Завидев синий с золотом мундир подходящего конногвардейца, император снова было насупился и отвернулся несколько в сторону, но ординарец, молодцевато остановясь перед ним на расстоянии трех шагов, проделал все, что следовало в данном случае, в совершенстве подражая прусскому идеалу.

Государь, приятно удивленный этой новой неожиданностью, внимательно окинул ординарца своим быстрым взглядом и с благосклонной улыбкой обратился к полковому командиру:

– Так и у вас, господин майор, успели уже ознакомиться с новым уставом? – спросил он.

Васильчиков, не решаясь утвердительным ответом высказать неправду и в то же время боясь разочаровать государя откровенным признанием, отвечал несколько уклончиво, с почтительным поклоном:

– Стараемся, ваше императорское величество!

Государь лично скомандовал ординарцу несколько приемов и поворотов, полюбовался его выправкой и маршировкой и остался совершенно доволен.

– Спасибо, молодец! – приветливо кивнул он ему головою. – Твоя фамилия?

– Черепов, ваше величество!

– Э, так мы с тобой уже знакомы!

И после короткого молчания, в течение которого его внимательный и зоркий глаз скользил по стройной фигуре ординарца, он вдруг прибавил:

– Благодарю, корнет[44]! Мне лестно видеть в вас такого отличного служаку!

Это было сказано громким и приятным голосом, так что не только окружающие, но весь развод отчетливо слышал слова государя, которые были полною неожиданностью для всех, и более всех для самого Черепова. Почти ошалелый от радости, он смутно вспомнил, однако же, что надо сейчас же благодарить государя за милость, и, по обычаю того времени, преклонил пред ним колено.

Император протянул ему для поцелуя свою руку. Черепов почтительно прикоснулся к ней губами.

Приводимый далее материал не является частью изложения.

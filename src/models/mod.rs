//! Request and Response models for the movie API
//!
//! This module defines the DTOs (Data Transfer Objects) used for
//! serializing/deserializing HTTP request and response bodies.

pub mod requests;
pub mod responses;

// Re-export commonly used types
pub use requests::{
    FavoriteRequest, LoginRequest, MovieIdInput, PageQuery, ReviewRequest, ReviewUpdateRequest,
    SearchQuery, SignupRequest, ValidReview,
};
pub use responses::{
    AuthResponse, CacheHealth, CollectionResponse, Empty, HealthResponse, ItemResponse,
    ListingResponse,
};
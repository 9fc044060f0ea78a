//! Cache Entry Module
//!
//! Defines the structure for individual in-memory cache entries with TTL support.

use std::fmt::Debug;
use std::sync::atomic::{AtomicU64, Ordering};
use std::sync::Arc;
use std::time::{Duration, SystemTime, UNIX_EPOCH};

// == Clock ==
/// Time source for expiry checks, injectable so TTL behavior is testable
/// without sleeping.
pub trait Clock: Send + Sync + Debug {
    /// Current Unix timestamp in milliseconds.
    fn now_ms(&self) -> u64;
}

/// Wall clock backed by `SystemTime`.
#[derive(Debug, Default, Clone, Copy)]
pub struct SystemClock;

impl Clock for SystemClock {
    fn now_ms(&self) -> u64 {
        current_timestamp_ms()
    }
}

/// Manually advanced clock. Clones share the same instant.
#[derive(Debug, Default, Clone)]
pub struct ManualClock {
    now_ms: Arc<AtomicU64>,
}

impl ManualClock {
    pub fn new(start_ms: u64) -> Self {
        Self {
            now_ms: Arc::new(AtomicU64::new(start_ms)),
        }
    }

    pub fn advance(&self, by: Duration) {
        self.now_ms
            .fetch_add(by.as_millis() as u64, Ordering::SeqCst);
    }
}

impl Clock for ManualClock {
    fn now_ms(&self) -> u64 {
        self.now_ms.load(Ordering::SeqCst)
    }
}

// == Cache Entry ==
/// A single stored value and the instant it stops being visible.
#[derive(Debug, Clone)]
pub struct CacheEntry {
    /// The serialized payload
    pub value: String,
    /// Expiration timestamp (Unix milliseconds)
    pub expires_at: u64,
}

impl CacheEntry {
    // == Constructor ==
    /// Creates a new entry written at `now_ms` that lives for `ttl_seconds`.
    pub fn new(value: String, ttl_seconds: u64, now_ms: u64) -> Self {
        Self {
            value,
            expires_at: now_ms.saturating_add(ttl_seconds.saturating_mul(1000)),
        }
    }

    // == Is Expired ==
    /// Checks if the entry has expired at `now_ms`.
    ///
    /// An entry is expired once the current time is greater than or equal to
    /// the expiration time, so it is gone the moment its TTL has fully elapsed.
    pub fn is_expired_at(&self, now_ms: u64) -> bool {
        now_ms >= self.expires_at
    }
}

// == Utility Functions ==
/// Returns current Unix timestamp in milliseconds.
pub fn current_timestamp_ms() -> u64 {
    SystemTime::now()
        .duration_since(UNIX_EPOCH)
        .map(|d| d.as_millis() as u64)
        .unwrap_or(0)
}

В это время прискакал гатчинских войск поручик Ратьков и доложил государю, что гатчинские и павловские батальоны находятся уже пред городской заставой и ожидают высочайших повелений. Обрадованный император тут же сам надел на него Аннинский крест 2-й степени и назначил адъютантом к наследнику. В ту же минуту к государю подвели Помпона, его любимую верховую лошадь, и он, в сопровождении двух сыновей своих, быстро поскакал навстречу своим старым любимцам, которые всецело были его личным созданием, его забавой и утешением в течение долгих и монотонных лет его гатчинского одиночества.

Гвардейский развод остался на площади. Хотя по отбытии государя никем не была подана команда «стоять вольно», но конногвардейцы, по «вольности дворянства» и по недавнему еще обыкновению, на что смотрелось сквозь пальцы, кружком обступили счастливого Черепова и наперерыв поздравляли его с неожиданной милостью.

– Каково метнул из нашего брата солдата да прямо в гвардии корнеты!

– Поди-ка!.. Ну-тка!.. Да, вот те и пудрамантель! – дружески смеясь, замечали товарищи.

– Мы думали – буфонит[45], а он, на-ко, и взаправду! Ай, молодец же, Васька!





– Что ж, брат Вася, поди-ка, теперь зазнаешься?…

– Чего-о? – насупился Черепов. – Да вы меня это за кого понимаете?…

– Так, значит, литки[46] с тебя, дружище!

– Непременно! Завтра же после смены и устрою, – согласился Черепов. – Прошу, любезные друзья, пожаловать к фриштыку[47] в ресторацию Юге, что в Демутовом трактире, – пригласил он, – будут устерсы[48] и аглицкое пиво, и шампанское вино, и многое другое… Последняя копейка ребром, черт возьми, для эдакой радости!

Час спустя по отъезде государя послышались с Гороховой улицы мелодические звуки флейт и грохот барабанов.

Весь развод, естественно, обратил внимание на ту сторону, откуда приближались эти воинственные звуки. То были гатчинские батальоны, торжественно вступающие еще в первый раз на Дворцовую площадь.

Император ехал во главе той части, которую он наименовал в Гатчине своим Преображенским полком, а великие князья следовали пред так называемыми Семеновским и Измайловским полками. Позади пехоты и артиллерии шел прекрасный Кирасирский цесаревича полк, во главе которого Павел Петрович, будучи наследником, прослужил кампанию 1788 года[49]; причем над его головой не раз гудели шведские ядра и свистали пули.

42

Магнáт – человек, владеющий очень большим состоянием (лат.).

43

В полковом приказе было сказано, чтобы под знамя нарядить подпрапорщика.

44

Корнéт – первый офицерский чин в кавалерии (фр.).

45

Буфóнить (искаж. от «буфф») – шутить (ит.).

46

Ли́тки – вечеринка с угощениями.

47

Фри́штык – завтрак, закуска (нем.).

48

У́стерсы – искаж. устрицы.

49

Кампáния 1788 года. – Речь идет о русско-шведской войне 1788–1790 гг.